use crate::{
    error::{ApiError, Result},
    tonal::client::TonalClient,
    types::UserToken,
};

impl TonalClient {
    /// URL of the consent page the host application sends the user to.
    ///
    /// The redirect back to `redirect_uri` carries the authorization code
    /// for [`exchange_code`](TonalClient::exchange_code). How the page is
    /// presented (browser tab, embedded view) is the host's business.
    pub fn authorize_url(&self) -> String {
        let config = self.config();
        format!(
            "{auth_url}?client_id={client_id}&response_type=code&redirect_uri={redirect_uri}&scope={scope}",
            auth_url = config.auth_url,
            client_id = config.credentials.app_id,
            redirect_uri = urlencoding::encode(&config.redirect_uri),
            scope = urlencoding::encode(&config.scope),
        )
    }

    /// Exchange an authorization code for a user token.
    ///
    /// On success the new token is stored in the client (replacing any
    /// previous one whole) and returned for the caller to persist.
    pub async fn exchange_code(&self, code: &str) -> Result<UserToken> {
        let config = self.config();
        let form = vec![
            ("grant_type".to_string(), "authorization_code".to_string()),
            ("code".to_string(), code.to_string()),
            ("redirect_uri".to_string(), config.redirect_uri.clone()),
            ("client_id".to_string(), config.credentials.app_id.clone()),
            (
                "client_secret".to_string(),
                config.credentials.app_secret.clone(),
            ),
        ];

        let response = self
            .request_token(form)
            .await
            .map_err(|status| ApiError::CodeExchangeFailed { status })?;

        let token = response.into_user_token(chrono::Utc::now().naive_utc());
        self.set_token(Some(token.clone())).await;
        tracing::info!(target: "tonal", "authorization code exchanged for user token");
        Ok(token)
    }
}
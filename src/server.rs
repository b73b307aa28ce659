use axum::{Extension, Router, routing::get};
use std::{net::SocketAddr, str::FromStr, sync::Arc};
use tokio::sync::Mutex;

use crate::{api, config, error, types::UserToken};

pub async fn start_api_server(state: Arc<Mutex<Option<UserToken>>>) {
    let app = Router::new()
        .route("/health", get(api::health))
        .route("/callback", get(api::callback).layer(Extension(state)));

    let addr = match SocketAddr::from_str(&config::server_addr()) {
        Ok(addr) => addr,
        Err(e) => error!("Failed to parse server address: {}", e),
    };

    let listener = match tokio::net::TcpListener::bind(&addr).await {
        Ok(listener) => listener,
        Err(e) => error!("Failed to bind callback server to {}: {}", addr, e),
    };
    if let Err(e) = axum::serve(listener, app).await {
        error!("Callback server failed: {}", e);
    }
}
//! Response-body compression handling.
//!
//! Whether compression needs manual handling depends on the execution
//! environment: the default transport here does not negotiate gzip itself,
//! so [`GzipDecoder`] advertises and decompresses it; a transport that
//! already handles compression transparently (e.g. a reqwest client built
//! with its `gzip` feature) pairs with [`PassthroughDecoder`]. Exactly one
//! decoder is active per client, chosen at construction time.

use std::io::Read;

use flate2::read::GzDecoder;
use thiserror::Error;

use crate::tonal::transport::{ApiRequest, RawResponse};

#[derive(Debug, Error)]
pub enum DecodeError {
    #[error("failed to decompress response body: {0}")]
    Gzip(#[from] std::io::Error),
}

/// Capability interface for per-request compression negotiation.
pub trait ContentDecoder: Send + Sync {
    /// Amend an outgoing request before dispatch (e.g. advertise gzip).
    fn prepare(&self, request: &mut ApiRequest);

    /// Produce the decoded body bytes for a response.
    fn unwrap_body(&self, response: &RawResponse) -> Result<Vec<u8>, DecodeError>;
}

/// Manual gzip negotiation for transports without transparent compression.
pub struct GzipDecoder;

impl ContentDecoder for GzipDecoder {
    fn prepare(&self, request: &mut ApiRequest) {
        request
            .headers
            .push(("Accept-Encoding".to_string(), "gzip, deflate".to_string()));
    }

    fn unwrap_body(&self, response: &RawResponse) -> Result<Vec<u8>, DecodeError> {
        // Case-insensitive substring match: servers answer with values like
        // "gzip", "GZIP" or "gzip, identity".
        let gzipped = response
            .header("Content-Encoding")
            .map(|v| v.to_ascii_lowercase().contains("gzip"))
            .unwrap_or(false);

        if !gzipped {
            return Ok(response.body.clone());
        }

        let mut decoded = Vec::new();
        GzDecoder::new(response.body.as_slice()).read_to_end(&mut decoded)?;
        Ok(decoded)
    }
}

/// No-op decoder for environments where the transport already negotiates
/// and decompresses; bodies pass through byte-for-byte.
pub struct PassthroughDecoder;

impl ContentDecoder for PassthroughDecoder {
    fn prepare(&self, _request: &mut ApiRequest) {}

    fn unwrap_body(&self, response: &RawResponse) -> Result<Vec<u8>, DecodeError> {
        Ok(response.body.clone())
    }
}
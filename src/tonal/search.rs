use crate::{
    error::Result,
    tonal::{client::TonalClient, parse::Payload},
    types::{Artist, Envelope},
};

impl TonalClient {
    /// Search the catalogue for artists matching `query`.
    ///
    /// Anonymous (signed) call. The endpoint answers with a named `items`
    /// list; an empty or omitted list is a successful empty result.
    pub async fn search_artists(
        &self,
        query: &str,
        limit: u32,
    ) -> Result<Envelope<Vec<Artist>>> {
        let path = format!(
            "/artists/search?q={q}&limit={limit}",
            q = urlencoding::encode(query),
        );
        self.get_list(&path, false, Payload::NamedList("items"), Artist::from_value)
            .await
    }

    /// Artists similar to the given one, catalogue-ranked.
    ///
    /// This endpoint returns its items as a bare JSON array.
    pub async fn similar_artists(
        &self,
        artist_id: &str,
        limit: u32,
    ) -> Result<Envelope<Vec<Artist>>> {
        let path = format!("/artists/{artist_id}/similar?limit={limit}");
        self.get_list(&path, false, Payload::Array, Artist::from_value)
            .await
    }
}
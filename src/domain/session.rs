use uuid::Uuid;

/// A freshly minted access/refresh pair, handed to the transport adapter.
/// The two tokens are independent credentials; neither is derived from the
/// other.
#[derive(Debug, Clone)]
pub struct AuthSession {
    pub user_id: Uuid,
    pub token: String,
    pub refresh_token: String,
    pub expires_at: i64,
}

════════════════

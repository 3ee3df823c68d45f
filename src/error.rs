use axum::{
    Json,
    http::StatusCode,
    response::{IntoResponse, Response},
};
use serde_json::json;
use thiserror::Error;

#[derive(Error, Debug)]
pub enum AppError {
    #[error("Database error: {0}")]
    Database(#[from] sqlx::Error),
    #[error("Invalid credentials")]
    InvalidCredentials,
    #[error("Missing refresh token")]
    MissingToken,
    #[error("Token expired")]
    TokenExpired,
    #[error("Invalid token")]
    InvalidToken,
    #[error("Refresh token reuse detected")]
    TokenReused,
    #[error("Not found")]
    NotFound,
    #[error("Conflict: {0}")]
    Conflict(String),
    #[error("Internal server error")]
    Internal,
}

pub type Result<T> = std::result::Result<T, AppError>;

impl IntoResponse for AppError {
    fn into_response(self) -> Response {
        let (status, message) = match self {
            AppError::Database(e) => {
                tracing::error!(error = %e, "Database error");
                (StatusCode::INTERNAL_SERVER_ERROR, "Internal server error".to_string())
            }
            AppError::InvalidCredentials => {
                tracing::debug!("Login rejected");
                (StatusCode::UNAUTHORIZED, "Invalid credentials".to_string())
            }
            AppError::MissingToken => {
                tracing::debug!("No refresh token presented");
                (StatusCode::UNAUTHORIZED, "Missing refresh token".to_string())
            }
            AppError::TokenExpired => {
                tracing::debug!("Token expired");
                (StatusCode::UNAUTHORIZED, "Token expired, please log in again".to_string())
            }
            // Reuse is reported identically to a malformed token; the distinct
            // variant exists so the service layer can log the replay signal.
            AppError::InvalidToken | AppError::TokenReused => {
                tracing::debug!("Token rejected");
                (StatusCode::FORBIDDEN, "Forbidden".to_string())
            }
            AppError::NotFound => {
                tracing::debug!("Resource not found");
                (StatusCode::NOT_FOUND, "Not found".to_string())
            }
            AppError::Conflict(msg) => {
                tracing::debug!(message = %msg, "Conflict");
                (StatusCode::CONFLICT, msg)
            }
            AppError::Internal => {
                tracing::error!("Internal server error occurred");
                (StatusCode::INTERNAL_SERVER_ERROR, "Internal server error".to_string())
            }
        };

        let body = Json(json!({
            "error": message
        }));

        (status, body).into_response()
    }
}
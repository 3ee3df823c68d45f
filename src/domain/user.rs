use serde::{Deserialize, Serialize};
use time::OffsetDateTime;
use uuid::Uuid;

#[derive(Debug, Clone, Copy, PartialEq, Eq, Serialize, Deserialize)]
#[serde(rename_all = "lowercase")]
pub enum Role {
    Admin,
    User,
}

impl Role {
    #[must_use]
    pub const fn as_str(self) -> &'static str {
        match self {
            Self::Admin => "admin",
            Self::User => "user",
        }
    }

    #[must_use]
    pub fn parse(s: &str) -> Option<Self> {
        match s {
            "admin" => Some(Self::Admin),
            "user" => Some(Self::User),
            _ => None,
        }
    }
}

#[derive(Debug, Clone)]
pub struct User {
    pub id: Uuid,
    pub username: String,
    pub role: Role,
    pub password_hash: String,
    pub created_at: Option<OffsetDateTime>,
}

════════════════

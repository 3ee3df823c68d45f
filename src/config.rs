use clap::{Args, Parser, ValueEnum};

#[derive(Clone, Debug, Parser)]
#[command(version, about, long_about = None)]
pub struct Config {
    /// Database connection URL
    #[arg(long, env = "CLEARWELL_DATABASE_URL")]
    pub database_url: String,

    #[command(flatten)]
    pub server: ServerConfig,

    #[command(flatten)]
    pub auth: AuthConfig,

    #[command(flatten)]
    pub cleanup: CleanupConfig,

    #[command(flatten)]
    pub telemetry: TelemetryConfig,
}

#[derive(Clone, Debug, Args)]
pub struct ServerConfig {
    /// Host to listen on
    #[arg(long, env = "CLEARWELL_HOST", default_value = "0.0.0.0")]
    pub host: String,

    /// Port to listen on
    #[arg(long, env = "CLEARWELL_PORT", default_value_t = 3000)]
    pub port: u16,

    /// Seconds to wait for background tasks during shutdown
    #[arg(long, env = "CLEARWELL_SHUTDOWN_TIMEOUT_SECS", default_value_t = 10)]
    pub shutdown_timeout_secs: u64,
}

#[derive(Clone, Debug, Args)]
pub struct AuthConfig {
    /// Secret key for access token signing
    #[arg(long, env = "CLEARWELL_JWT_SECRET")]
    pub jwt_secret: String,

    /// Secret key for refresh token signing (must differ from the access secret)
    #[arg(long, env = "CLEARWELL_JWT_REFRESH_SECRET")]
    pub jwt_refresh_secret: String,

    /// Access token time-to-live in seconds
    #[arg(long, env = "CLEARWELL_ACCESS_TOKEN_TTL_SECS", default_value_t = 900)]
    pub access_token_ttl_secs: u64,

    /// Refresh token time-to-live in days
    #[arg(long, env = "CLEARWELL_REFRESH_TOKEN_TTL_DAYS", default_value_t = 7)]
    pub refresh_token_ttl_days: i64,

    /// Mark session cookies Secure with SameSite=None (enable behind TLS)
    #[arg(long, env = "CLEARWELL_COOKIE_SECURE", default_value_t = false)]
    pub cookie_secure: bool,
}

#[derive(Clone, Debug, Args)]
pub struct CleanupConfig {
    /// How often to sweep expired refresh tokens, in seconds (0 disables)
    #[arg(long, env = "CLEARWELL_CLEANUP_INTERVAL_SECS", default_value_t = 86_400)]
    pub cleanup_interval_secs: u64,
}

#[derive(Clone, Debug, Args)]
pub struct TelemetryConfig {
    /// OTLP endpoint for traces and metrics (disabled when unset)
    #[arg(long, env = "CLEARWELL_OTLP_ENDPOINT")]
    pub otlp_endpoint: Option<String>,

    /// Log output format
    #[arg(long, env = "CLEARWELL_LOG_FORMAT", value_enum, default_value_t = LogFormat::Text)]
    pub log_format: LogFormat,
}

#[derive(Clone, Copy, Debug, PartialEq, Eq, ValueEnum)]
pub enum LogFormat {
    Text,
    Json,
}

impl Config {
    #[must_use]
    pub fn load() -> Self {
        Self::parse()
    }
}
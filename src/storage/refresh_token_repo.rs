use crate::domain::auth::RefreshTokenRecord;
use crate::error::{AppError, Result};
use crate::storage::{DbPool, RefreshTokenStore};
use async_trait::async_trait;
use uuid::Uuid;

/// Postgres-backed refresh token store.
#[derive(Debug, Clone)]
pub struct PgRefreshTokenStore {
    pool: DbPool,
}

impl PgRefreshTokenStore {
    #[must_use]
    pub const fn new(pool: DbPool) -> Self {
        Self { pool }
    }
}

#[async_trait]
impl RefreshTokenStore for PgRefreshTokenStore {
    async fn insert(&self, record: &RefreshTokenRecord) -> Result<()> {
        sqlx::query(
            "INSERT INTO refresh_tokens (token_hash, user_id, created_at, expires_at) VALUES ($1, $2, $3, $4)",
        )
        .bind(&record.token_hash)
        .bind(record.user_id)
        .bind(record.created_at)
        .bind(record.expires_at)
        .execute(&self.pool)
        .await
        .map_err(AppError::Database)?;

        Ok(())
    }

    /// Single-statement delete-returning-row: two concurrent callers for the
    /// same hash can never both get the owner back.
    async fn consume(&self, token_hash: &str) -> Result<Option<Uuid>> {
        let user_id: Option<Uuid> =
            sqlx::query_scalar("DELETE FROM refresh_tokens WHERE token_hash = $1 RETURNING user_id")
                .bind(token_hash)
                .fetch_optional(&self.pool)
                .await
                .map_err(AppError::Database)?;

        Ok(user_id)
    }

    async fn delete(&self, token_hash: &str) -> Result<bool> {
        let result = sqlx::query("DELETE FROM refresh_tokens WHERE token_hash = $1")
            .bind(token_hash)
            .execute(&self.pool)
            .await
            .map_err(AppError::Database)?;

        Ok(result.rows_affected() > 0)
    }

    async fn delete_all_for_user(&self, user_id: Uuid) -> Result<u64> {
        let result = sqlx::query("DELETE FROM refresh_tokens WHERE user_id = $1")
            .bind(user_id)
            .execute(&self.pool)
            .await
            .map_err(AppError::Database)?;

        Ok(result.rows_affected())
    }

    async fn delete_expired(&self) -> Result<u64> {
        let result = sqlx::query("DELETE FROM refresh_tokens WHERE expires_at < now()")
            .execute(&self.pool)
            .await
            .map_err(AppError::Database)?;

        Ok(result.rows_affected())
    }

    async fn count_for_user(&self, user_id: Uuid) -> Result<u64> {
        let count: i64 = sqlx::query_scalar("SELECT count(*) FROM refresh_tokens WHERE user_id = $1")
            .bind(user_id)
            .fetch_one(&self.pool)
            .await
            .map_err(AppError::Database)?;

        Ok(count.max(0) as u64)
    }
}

════════════════

▶ [What is expected] The lines above that hold the word "ContentDecoder" should be found and copied out.

▶ [Answer section]
pub trait ContentDecoder: Send + Sync {
impl ContentDecoder for GzipDecoder {
impl ContentDecoder for PassthroughDecoder {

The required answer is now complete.